I’m speaking of the Navy’s well-publicized move to use 900,000 gallons of biofuel (it’s actually a 50/50 blend of petroleum and biofuel, but that’s beside the point) in its upcoming Rim of the Pacific (RIMPAC) fleet exercises. Because of the biofuel, the Navy is now referring to his ships as the “Great Green Fleet,” a play on President Theodore Roosevelt’s imperialist Great White Fleet from more than a century ago.

“The Navy has been at the forefront of energy innovation throughout its history,” said Secretary of the Navy Ray Mabus in this June 13 Navy press release. “From sail to coal-fired steam to oil and nuclear powered submarines and carriers, we have sought and achieved technological advancement in how we power the fleet because it has made us better warfighters. The Great Green Fleet demonstration is a significant milestone in the Navy’s progress to greater energy security.”

It sounds great, but that doesn’t mean the Sierra Club is pleased. In fact, they’re so pissed that the Navy will sink three old ships as part of the upcoming RIMPAC (known as the Sinking Exercise or SINKEX) that the organization–represented by Earthjustice–recently filed suit against the Environmental Protection Agency (not the Navy), alleging that the federal agency is not enforcing the U.S. Toxic Substances Control Act.

“The ships are contaminated with toxic heavy metals and polychlorinated biphenyls (PCBs) based on documentation of known contaminants found in more than 100 ships previously sunk by the Navy over the past twelve years,” states a June 28 Sierra Club press release. “According to environmental groups, sinking–instead of recycling–these ships will send toxic chemicals into the marine environment and needlessly deprive[s] the U.S. ship recycling industry of both resources and jobs.”

For the Navy’s part, they deny that the ships they sink during RIMPAC pose any threat to the marine environment.

“The Navy said all the SINKEX vessels are prepared in accordance with a permit issued by the U.S. Environmental Protection Agency,” reported the Honolulu Star-Advertiser on June 29. “Each ship ‘is put through a rigorous cleaning process,’ including the removal of PCBs, transformers and large capacitors, small capacitors to the greatest extent practical, trash, floatable materials and materials containing mercury or fluorocarbons, the service said.”

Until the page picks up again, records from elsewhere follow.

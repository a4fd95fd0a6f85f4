//! # Fixed-Column Grid
//!
//! A grid with a fixed column count: every child is measured at the shared
//! column width, children chunk into rows of `columns`, each row is as tall
//! as its tallest child, and rows stack with row spacing. When the grid is
//! page-wrapping, whole rows are the pagination unit.

use crate::env::Environment;
use crate::geometry::{BlockSize, Proposal, Rect, Size};
use crate::model::{flatten, Block, Spacing};
use crate::style::VerticalAlignment;

use super::wrap::RenderContext;
use super::{draw, measure};

/// Shared column width for a grid of `columns` in `available` space.
pub fn column_width(available: f64, columns: usize, spacing: f64) -> f64 {
    let columns = columns.max(1);
    ((available - spacing * (columns - 1) as f64) / columns as f64).max(0.0)
}

/// Row-major chunks of child indices.
fn rows(count: usize, columns: usize) -> impl Iterator<Item = std::ops::Range<usize>> {
    let columns = columns.max(1);
    (0..count.div_ceil(columns)).map(move |r| {
        let start = r * columns;
        start..(start + columns).min(count)
    })
}

/// Measure the grid as a rigid block: full proposal width, stacked row
/// heights. `clamp_height` bounds the result to the proposal for inline
/// placement; page-wrapping measurement passes `false` to learn the true
/// remaining extent.
pub fn measure_grid(
    ctx: &mut RenderContext<'_>,
    env: &Environment,
    children: &[Block],
    columns: usize,
    column_spacing: f64,
    row_spacing: f64,
    proposal: Proposal,
    clamp_height: bool,
) -> BlockSize {
    let flat = flatten(children, env);
    if flat.is_empty() {
        return BlockSize::ZERO;
    }
    let avail = Proposal::bounded(proposal.width, 0.0);
    let col_w = column_width(avail, columns, column_spacing);

    let mut height = 0.0;
    let mut row_count = 0;
    for range in rows(flat.len(), columns) {
        let row_h = flat[range]
            .iter()
            .map(|c| {
                measure(c, ctx, env, Proposal::new(col_w, f64::INFINITY))
                    .max
                    .height
            })
            .fold(0.0_f64, f64::max);
        height += row_h;
        row_count += 1;
    }
    height += row_spacing * (row_count as f64 - 1.0).max(0.0);
    if clamp_height {
        height = height.min(Proposal::bounded(proposal.height, height));
    }
    BlockSize::fixed(Size::new(avail, height))
}

/// Draw the grid into `rect`, row by row. Overflow past the rectangle is
/// the page's problem; wrapping grids never take this path.
pub fn draw_grid(
    ctx: &mut RenderContext<'_>,
    env: &Environment,
    children: &[Block],
    columns: usize,
    column_spacing: f64,
    row_spacing: f64,
    rect: Rect,
) {
    let flat = flatten(children, env);
    if flat.is_empty() {
        return;
    }
    let col_w = column_width(rect.width, columns, column_spacing);
    let mut y = rect.y;
    for range in rows(flat.len(), columns) {
        let row = &flat[range];
        let row_h = row
            .iter()
            .map(|c| {
                measure(c, ctx, env, Proposal::new(col_w, f64::INFINITY))
                    .max
                    .height
            })
            .fold(0.0_f64, f64::max);
        for (i, child) in row.iter().enumerate() {
            let x = rect.x + i as f64 * (col_w + column_spacing);
            draw(child, ctx, env, Rect::new(x, y, col_w, row_h));
        }
        y += row_h + row_spacing;
    }
}

/// Build one block per row for the pagination queue: a horizontal stack of
/// the row's children, each pinned to the shared column width.
pub fn row_blocks(
    children: &[Block],
    columns: usize,
    column_spacing: f64,
    available_width: f64,
    env: &Environment,
) -> Vec<Block> {
    let flat = flatten(children, env);
    let col_w = column_width(available_width, columns, column_spacing);
    rows(flat.len(), columns)
        .map(|range| {
            let cells = flat[range]
                .iter()
                .map(|c| Block::Frame {
                    width: Some(col_w),
                    height: None,
                    alignment: crate::style::Alignment::TOP_LEADING,
                    child: Box::new(c.clone()),
                })
                .collect();
            Block::HStack {
                children: cells,
                spacing: Spacing::Fixed(column_spacing),
                alignment: VerticalAlignment::Top,
            }
        })
        .collect()
}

Colby Self of the Basel Action Network, which is part of the Sierra Club lawsuit, isn’t buying it.

“The hypocrisy of the Navy’s new ecological ‘Great Green Fleet’ demonstrating its ‘greenness’ by sinking ships containing globally banned pollutants off the coast of Hawaii is particularly ironic,” Self is quoted as saying in the Sierra Club press release. “But the realization that this choice by the Navy to dump poisons into the marine environment is not only unnecessary, but also is costing Americans hundreds of green recycling jobs, makes this SINKEX program both an environmental and an economic insult.”